** Supplied material follows **

//! Connection configuration.

use std::fmt;
use std::time::Duration;

use crate::error::{Error, ErrorKind, Result};
use crate::retry::RetryConfig;

/// Default per-request timeout.
pub const DEFAULT_REQUEST_TIMEOUT: Duration = Duration::from_secs(120);

/// Everything needed to reach one BigFix server.
#[derive(Clone)]
pub struct ConnectionConfig {
    /// Host name, optionally with an `http://` or `https://` scheme.
    pub server_name: String,
    pub port: u16,
    pub user_name: String,
    password: String,
    /// Accept invalid TLS certificates.
    pub insecure_skip_verify: bool,
    pub request_timeout: Duration,
    /// Total attempts per request.
    pub max_retries: u32,
    /// Base delay of the retry backoff.
    pub min_retry_delay: Duration,
    /// Extra message substrings treated as "not found".
    pub ignore_error_messages: Vec<String>,
}

impl fmt::Debug for ConnectionConfig {
    fn fmt(&self, f: &mut fmt::Formatter<'_>) -> fmt::Result {
        f.debug_struct("ConnectionConfig")
            .field("server_name", &self.server_name)
            .field("port", &self.port)
            .field("user_name", &self.user_name)
            .field("password", &"[REDACTED]")
            .field("insecure_skip_verify", &self.insecure_skip_verify)
            .field("request_timeout", &self.request_timeout)
            .field("max_retries", &self.max_retries)
            .field("min_retry_delay", &self.min_retry_delay)
            .field("ignore_error_messages", &self.ignore_error_messages)
            .finish()
    }
}

impl ConnectionConfig {
    /// Create a new connection config builder.
    pub fn builder() -> ConnectionConfigBuilder {
        ConnectionConfigBuilder::default()
    }

    /// Load configuration from `BIGFIX_*` environment variables.
    ///
    /// `BIGFIX_SERVER_NAME`, `BIGFIX_PORT`, `BIGFIX_USER_NAME` and
    /// `BIGFIX_PASSWORD` are required. `BIGFIX_REQUEST_TIMEOUT` is in seconds,
    /// `BIGFIX_MIN_RETRY_DELAY` in milliseconds and
    /// `BIGFIX_IGNORE_ERROR_MESSAGES` is comma-separated.
    pub fn from_env() -> Result<Self> {
        Self::from_lookup(|key| std::env::var(key).ok())
    }

    fn from_lookup(lookup: impl Fn(&str) -> Option<String>) -> Result<Self> {
        let mut builder = Self::builder();

        if let Some(server) = lookup("BIGFIX_SERVER_NAME") {
            builder = builder.with_server_name(server);
        }
        if let Some(port) = lookup("BIGFIX_PORT") {
            builder = builder.with_port(parse_var("BIGFIX_PORT", &port)?);
        }
        if let Some(user) = lookup("BIGFIX_USER_NAME") {
            builder = builder.with_user_name(user);
        }
        if let Some(password) = lookup("BIGFIX_PASSWORD") {
            builder = builder.with_password(password);
        }
        if let Some(flag) = lookup("BIGFIX_INSECURE_SKIP_VERIFY") {
            builder = builder.with_insecure_skip_verify(parse_var("BIGFIX_INSECURE_SKIP_VERIFY", &flag)?);
        }
        if let Some(secs) = lookup("BIGFIX_REQUEST_TIMEOUT") {
            builder = builder.with_request_timeout(Duration::from_secs(parse_var(
                "BIGFIX_REQUEST_TIMEOUT",
                &secs,
            )?));
        }
        if let Some(retries) = lookup("BIGFIX_MAX_RETRIES") {
            builder = builder.with_max_retries(parse_var("BIGFIX_MAX_RETRIES", &retries)?);
        }
        if let Some(ms) = lookup("BIGFIX_MIN_RETRY_DELAY") {
            builder = builder.with_min_retry_delay(Duration::from_millis(parse_var(
                "BIGFIX_MIN_RETRY_DELAY",
                &ms,
            )?));
        }
        if let Some(list) = lookup("BIGFIX_IGNORE_ERROR_MESSAGES") {
            builder = builder.with_ignore_error_messages(
                list.split(',')
                    .map(str::trim)
                    .filter(|s| !s.is_empty())
                    .map(String::from),
            );
        }

        builder.build()
    }

    pub fn password(&self) -> &str {
        &self.password
    }

    /// Scheme, host and port every request path is appended to, without a
    /// trailing slash.
    pub fn base_url(&self) -> Result<String> {
        let server = self.server_name.trim().trim_end_matches('/');
        let with_scheme = if server.starts_with("http://") || server.starts_with("https://") {
            server.to_string()
        } else {
            format!("https://{server}")
        };

        let mut url = url::Url::parse(&with_scheme)?;
        url.set_port(Some(self.port)).map_err(|_| {
            Error::new(ErrorKind::Config(format!(
                "cannot apply port {} to {with_scheme}",
                self.port
            )))
        })?;

        Ok(url.as_str().trim_end_matches('/').to_string())
    }

    /// Retry settings derived from this connection.
    pub fn retry_config(&self) -> RetryConfig {
        RetryConfig::default()
            .with_max_attempts(self.max_retries)
            .with_min_delay(self.min_retry_delay)
    }
}

fn parse_var<T: std::str::FromStr>(key: &str, value: &str) -> Result<T>
where
    T::Err: fmt::Display,
{
    value.trim().parse().map_err(|e: T::Err| {
        Error::new(ErrorKind::Config(format!("{key} has invalid value {value:?}: {e}")))
    })
}

/// Builder for [`ConnectionConfig`].
#[derive(Debug, Default)]
pub struct ConnectionConfigBuilder {
    server_name: Option<String>,
    port: Option<u16>,
    user_name: Option<String>,
    password: Option<String>,
    insecure_skip_verify: bool,
    request_timeout: Option<Duration>,
    max_retries: Option<u32>,
    min_retry_delay: Option<Duration>,
    ignore_error_messages: Vec<String>,
}

impl ConnectionConfigBuilder {
    pub fn with_server_name(mut self, server_name: impl Into<String>) -> Self {
        self.server_name = Some(server_name.into());
        self
    }

    pub fn with_port(mut self, port: u16) -> Self {
        self.port = Some(port);
        self
    }

    pub fn with_user_name(mut self, user_name: impl Into<String>) -> Self {
        self.user_name = Some(user_name.into());
        self
    }

    pub fn with_password(mut self, password: impl Into<String>) -> Self {
        self.password = Some(password.into());
        self
    }

    /// Skip TLS certificate verification.
    pub fn with_insecure_skip_verify(mut self, skip: bool) -> Self {
        self.insecure_skip_verify = skip;
        self
    }

    pub fn with_request_timeout(mut self, timeout: Duration) -> Self {
        self.request_timeout = Some(timeout);
        self
    }

    /// Total attempts per request (default 3).
    pub fn with_max_retries(mut self, attempts: u32) -> Self {
        self.max_retries = Some(attempts);
        self
    }

    /// Base backoff delay (default 100 ms).
    pub fn with_min_retry_delay(mut self, delay: Duration) -> Self {
        self.min_retry_delay = Some(delay);
        self
    }

    pub fn with_ignore_error_messages<I, S>(mut self, messages: I) -> Self
    where
        I: IntoIterator<Item = S>,
        S: Into<String>,
    {
        self.ignore_error_messages = messages.into_iter().map(Into::into).collect();
        self
    }

    /// Build the configuration, failing on the first missing required field.
    pub fn build(self) -> Result<ConnectionConfig> {
        let defaults = RetryConfig::default();

        Ok(ConnectionConfig {
            server_name: required("server_name", self.server_name)?,
            port: self.port.ok_or_else(|| missing("port"))?,
            user_name: required("user_name", self.user_name)?,
            password: required("password", self.password)?,
            insecure_skip_verify: self.insecure_skip_verify,
            request_timeout: self.request_timeout.unwrap_or(DEFAULT_REQUEST_TIMEOUT),
            max_retries: self.max_retries.unwrap_or(defaults.max_attempts),
            min_retry_delay: self.min_retry_delay.unwrap_or(defaults.min_delay),
            ignore_error_messages: self.ignore_error_messages,
        })
    }
}

fn required(field: &str, value: Option<String>) -> Result<String> {
    value
        .filter(|v| !v.trim().is_empty())
        .ok_or_else(|| missing(field))
}

fn missing(field: &str) -> Error {
    Error::new(ErrorKind::Config(format!("{field} must be configured")))
}
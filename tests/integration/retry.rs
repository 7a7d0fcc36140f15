//! Retry and backoff behaviour seen through the full stack.

use std::sync::{Arc, Mutex};
use std::time::Duration;

use bigfix_api::client::{backoff_delay, AttemptOutcome, RetryAttempt, MAX_BACKOFF};
use bigfix_api::InventoryClient;
use wiremock::matchers::{method, path};
use wiremock::{Mock, MockServer, ResponseTemplate};

use super::common::{config_for, init_tracing, xml};

fn observed_client(server: &MockServer, max_retries: u32) -> (InventoryClient, Arc<Mutex<Vec<RetryAttempt>>>) {
    let attempts = Arc::new(Mutex::new(Vec::new()));
    let sink = attempts.clone();
    let client = InventoryClient::new(&config_for(server, max_retries))
        .unwrap()
        .with_retry_observer(Arc::new(move |attempt: &RetryAttempt| {
            sink.lock().unwrap().push(attempt.clone());
        }));
    (client, attempts)
}

#[tokio::test]
async fn test_two_server_errors_then_success() {
    init_tracing();
    let server = MockServer::start().await;
    Mock::given(method("GET"))
        .and(path("/api/properties"))
        .respond_with(ResponseTemplate::new(503))
        .up_to_n_times(2)
        .expect(2)
        .mount(&server)
        .await;
    Mock::given(method("GET"))
        .and(path("/api/properties"))
        .respond_with(xml(r#"<BESAPI><Property><Name>OS</Name><ID>2</ID></Property></BESAPI>"#))
        .expect(1)
        .mount(&server)
        .await;

    let (client, attempts) = observed_client(&server, 3);
    let properties = client.list_properties().await.unwrap();
    assert_eq!(properties[0].name, "OS");

    let attempts = attempts.lock().unwrap();
    assert_eq!(attempts.len(), 2);
    assert!(attempts.iter().all(|a| a.outcome == AttemptOutcome::Status(503)));
    assert!(attempts.iter().all(|a| a.delay.is_some()));
    assert_eq!(attempts[0].attempt, 1);
    assert_eq!(attempts[1].attempt, 2);
}

#[tokio::test]
async fn test_client_error_is_never_retried() {
    init_tracing();
    let server = MockServer::start().await;
    Mock::given(method("GET"))
        .and(path("/api/actions"))
        .respond_with(ResponseTemplate::new(403).set_body_string("Forbidden"))
        .expect(1)
        .mount(&server)
        .await;

    let (client, attempts) = observed_client(&server, 5);
    let err = client.list_actions().await.unwrap_err();
    assert!(err.is_client_error());
    assert!(!err.is_retryable());
    assert!(attempts.lock().unwrap().is_empty());
}

#[tokio::test]
async fn test_last_attempt_does_not_sleep() {
    init_tracing();
    let server = MockServer::start().await;
    Mock::given(method("GET"))
        .and(path("/api/roles"))
        .respond_with(ResponseTemplate::new(504))
        .expect(3)
        .mount(&server)
        .await;

    let (client, attempts) = observed_client(&server, 3);
    let err = client.list_roles().await.unwrap_err();
    assert!(err.is_exhausted());
    assert_eq!(err.status(), Some(504));

    let delays: Vec<Option<Duration>> = attempts.lock().unwrap().iter().map(|a| a.delay).collect();
    assert_eq!(delays.len(), 3);
    assert!(delays[0].is_some() && delays[1].is_some());
    assert_eq!(delays[2], None);
}

#[tokio::test]
async fn test_unreachable_server_is_transport_failure() {
    init_tracing();
    let server = MockServer::start().await;
    let config = config_for(&server, 2);
    drop(server);

    let client = InventoryClient::new(&config).unwrap();
    let err = client.list_sites().await.unwrap_err();
    assert!(err.is_transport());
    assert_eq!(err.status(), None);
}

#[test]
fn test_backoff_band() {
    let min = Duration::from_millis(100);
    for attempt in 1..=5u32 {
        let nominal = min.as_secs_f64() * 3f64.powi(attempt as i32);
        let delay = backoff_delay(attempt, min).as_secs_f64();
        assert!(delay >= nominal * 0.8 - 1e-9, "attempt {attempt}: {delay}");
        assert!(delay <= (nominal * 1.2).min(MAX_BACKOFF.as_secs_f64()), "attempt {attempt}: {delay}");
    }
    assert_eq!(backoff_delay(20, min), MAX_BACKOFF);
}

** End of Supplied material **

## To do
Retype the entries above exactly, but only from the line containing "if let Some(server)" through the line containing "if let Some(password)", both included.

## Response area
        if let Some(server) = lookup("BIGFIX_SERVER_NAME") {
            builder = builder.with_server_name(server);
        }
        if let Some(port) = lookup("BIGFIX_PORT") {
            builder = builder.with_port(parse_var("BIGFIX_PORT", &port)?);
        }
        if let Some(user) = lookup("BIGFIX_USER_NAME") {
            builder = builder.with_user_name(user);
        }
        if let Some(password) = lookup("BIGFIX_PASSWORD") {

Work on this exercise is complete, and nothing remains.